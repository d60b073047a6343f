//! Foldable type class - reducing a structure to a summary value.
//!
//! An `Expected` folds like a container of at most one element: a `Success`
//! contributes its value and a `Failure` contributes nothing.

use super::higher::TypeConstructor;
use crate::result::Expected;

/// A type class for structures that can be folded to a summary value.
///
/// # Required Methods
///
/// - `fold_left`: Left-associative fold
/// - `fold_right`: Right-associative fold
///
/// # Examples
///
/// ```rust
/// use expected::Expected;
/// use expected::typeclass::Foldable;
///
/// let success: Expected<i32, String> = Expected::Success(5);
/// assert_eq!(success.fold_left(10, |accumulator, x| accumulator + x), 15);
///
/// let failure: Expected<i32, String> = Expected::Failure("error".to_string());
/// assert_eq!(failure.fold_left(10, |accumulator, x| accumulator + x), 10);
/// ```
pub trait Foldable: TypeConstructor {
    /// Folds the structure from left to right with an accumulator.
    fn fold_left<B, F>(self, init: B, function: F) -> B
    where
        F: FnMut(B, Self::Inner) -> B;

    /// Folds the structure from right to left with an accumulator.
    fn fold_right<B, F>(self, init: B, function: F) -> B
    where
        F: FnMut(Self::Inner, B) -> B;

    /// Returns `true` if the structure contains no elements.
    fn is_empty(&self) -> bool
    where
        Self: Clone,
    {
        self.clone().fold_left(true, |_, _| false)
    }

    /// Returns the number of elements in the structure.
    fn length(&self) -> usize
    where
        Self: Clone,
    {
        self.clone().fold_left(0, |count, _| count + 1)
    }

    /// Converts the structure to a `Vec` containing all elements.
    fn to_list(self) -> Vec<Self::Inner>
    where
        Self: Sized,
    {
        self.fold_left(Vec::new(), |mut accumulator, element| {
            accumulator.push(element);
            accumulator
        })
    }

    /// Checks if any element satisfies the predicate.
    fn exists<P>(&self, mut predicate: P) -> bool
    where
        P: FnMut(&Self::Inner) -> bool,
        Self: Clone,
    {
        self.clone()
            .fold_left(false, |found, element| found || predicate(&element))
    }

    /// Checks if all elements satisfy the predicate.
    ///
    /// A structure with no elements satisfies every predicate.
    fn for_all<P>(&self, mut predicate: P) -> bool
    where
        P: FnMut(&Self::Inner) -> bool,
        Self: Clone,
    {
        !self.exists(|element| !predicate(element))
    }
}

impl<T, E> Foldable for Expected<T, E> {
    #[inline]
    fn fold_left<B, F>(self, init: B, mut function: F) -> B
    where
        F: FnMut(B, T) -> B,
    {
        match self {
            Self::Success(value) => function(init, value),
            Self::Failure(_) => init,
        }
    }

    #[inline]
    fn fold_right<B, F>(self, init: B, mut function: F) -> B
    where
        F: FnMut(T, B) -> B,
    {
        match self {
            Self::Success(value) => function(value, init),
            Self::Failure(_) => init,
        }
    }

    #[inline]
    fn is_empty(&self) -> bool {
        self.is_failure()
    }

    #[inline]
    fn length(&self) -> usize {
        usize::from(self.is_success())
    }
}

#[cfg(test)]
mod tests {
    use super::*;
    use rstest::rstest;

    #[rstest]
    #[case(Expected::Success(3), 1, false)]
    #[case(Expected::Failure("e"), 0, true)]
    fn length_and_emptiness(
        #[case] value: Expected<i32, &'static str>,
        #[case] length: usize,
        #[case] empty: bool,
    ) {
        assert_eq!(value.length(), length);
        assert_eq!(value.is_empty(), empty);
    }

    #[rstest]
    fn to_list_of_success_has_one_element() {
        let value: Expected<i32, String> = Expected::Success(7);
        assert_eq!(value.to_list(), vec![7]);
    }

    #[rstest]
    fn for_all_on_failure_is_vacuously_true() {
        let value: Expected<i32, &str> = Expected::Failure("e");
        assert!(value.for_all(|x| *x > 100));
        assert!(!value.exists(|x| *x > 100));
    }

    #[rstest]
    fn fold_right_on_success() {
        let value: Expected<&str, ()> = Expected::Success("a");
        assert_eq!(
            value.fold_right(String::from("b"), |element, accumulator| format!(
                "{element}{accumulator}"
            )),
            "ab"
        );
    }
}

########################################

TASK OBJECTIVE:
Your answer should hold the line with "#[case(Expected::Success(3), 1, false)]" and each line after it to the end of the data, retyped exactly. Include no other lines.

RESPONSE BOX:
    #[case(Expected::Success(3), 1, false)]
    #[case(Expected::Failure("e"), 0, true)]
    fn length_and_emptiness(
        #[case] value: Expected<i32, &'static str>,
        #[case] length: usize,
        #[case] empty: bool,
    ) {
        assert_eq!(value.length(), length);
        assert_eq!(value.is_empty(), empty);
    }

    #[rstest]
    fn to_list_of_success_has_one_element() {
        let value: Expected<i32, String> = Expected::Success(7);
        assert_eq!(value.to_list(), vec![7]);
    }

    #[rstest]
    fn for_all_on_failure_is_vacuously_true() {
        let value: Expected<i32, &str> = Expected::Failure("e");
        assert!(value.for_all(|x| *x > 100));
        assert!(!value.exists(|x| *x > 100));
    }

    #[rstest]
    fn fold_right_on_success() {
        let value: Expected<&str, ()> = Expected::Success("a");
        assert_eq!(
            value.fold_right(String::from("b"), |element, accumulator| format!(
                "{element}{accumulator}"
            )),
            "ab"
        );
    }
}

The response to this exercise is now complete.